Supplied data:
= Beginning of Section =
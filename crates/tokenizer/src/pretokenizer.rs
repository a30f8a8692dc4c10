use crate::segment::Segmenter;
use std::sync::Arc;
use tokenizers::normalizer::Range;
use tokenizers::{NormalizedString, PreTokenizedString, PreTokenizer};

/// Plugs a [`Segmenter`] into a `tokenizers` pipeline as the
/// boundary-splitting step.
#[derive(Clone)]
pub struct SegmentingPreTokenizer {
    segmenter: Arc<dyn Segmenter>,
}

impl SegmentingPreTokenizer {
    pub fn new(segmenter: Arc<dyn Segmenter>) -> Self {
        Self { segmenter }
    }

    /// Cuts `normalized` at the cumulative offsets of the segmenter's
    /// pieces. Slicing keeps the alignments back to the original text.
    pub fn split(&self, normalized: NormalizedString) -> tokenizers::Result<Vec<NormalizedString>> {
        let mut breaks = Vec::new();
        let mut total = 0;
        for piece in self.segmenter.segment(normalized.get()) {
            total += piece.len();
            breaks.push(total);
        }

        if breaks.last().copied().unwrap_or(0) < normalized.len() {
            breaks.push(normalized.len());
        }

        let mut splits = Vec::with_capacity(breaks.len());
        let mut last = 0;
        for end in breaks {
            if end > last {
                splits.push(slice(&normalized, last..end)?);
                last = end;
            }
        }
        Ok(splits)
    }
}

fn slice(
    normalized: &NormalizedString,
    range: std::ops::Range<usize>,
) -> tokenizers::Result<NormalizedString> {
    normalized
        .slice(Range::Normalized(range.clone()))
        .ok_or_else(|| {
            format!(
                "segment {}..{} does not fall on character boundaries of {:?}",
                range.start,
                range.end,
                normalized.get()
            )
            .into()
        })
}

impl std::fmt::Debug for SegmentingPreTokenizer {
    fn fmt(&self, f: &mut std::fmt::Formatter<'_>) -> std::fmt::Result {
        f.debug_struct("SegmentingPreTokenizer")
            .field("segmenter", &self.segmenter.name())
            .finish()
    }
}

impl PreTokenizer for SegmentingPreTokenizer {
    fn pre_tokenize(&self, pretokenized: &mut PreTokenizedString) -> tokenizers::Result<()> {
        pretokenized.split(|_, normalized| self.split(normalized))
    }
}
= End of Section =
Task instructions:
From the listing above, repeat exactly the lines starting at the line that includes "of the segmenter's" and ending at the line that includes "fn fmt(&self, f: &mut", with nothing outside that span.

Task answer:
    /// Cuts `normalized` at the cumulative offsets of the segmenter's
    /// pieces. Slicing keeps the alignments back to the original text.
    pub fn split(&self, normalized: NormalizedString) -> tokenizers::Result<Vec<NormalizedString>> {
        let mut breaks = Vec::new();
        let mut total = 0;
        for piece in self.segmenter.segment(normalized.get()) {
            total += piece.len();
            breaks.push(total);
        }

        if breaks.last().copied().unwrap_or(0) < normalized.len() {
            breaks.push(normalized.len());
        }

        let mut splits = Vec::with_capacity(breaks.len());
        let mut last = 0;
        for end in breaks {
            if end > last {
                splits.push(slice(&normalized, last..end)?);
                last = end;
            }
        }
        Ok(splits)
    }
}

fn slice(
    normalized: &NormalizedString,
    range: std::ops::Range<usize>,
) -> tokenizers::Result<NormalizedString> {
    normalized
        .slice(Range::Normalized(range.clone()))
        .ok_or_else(|| {
            format!(
                "segment {}..{} does not fall on character boundaries of {:?}",
                range.start,
                range.end,
                normalized.get()
            )
            .into()
        })
}

impl std::fmt::Debug for SegmentingPreTokenizer {
    fn fmt(&self, f: &mut std::fmt::Formatter<'_>) -> std::fmt::Result {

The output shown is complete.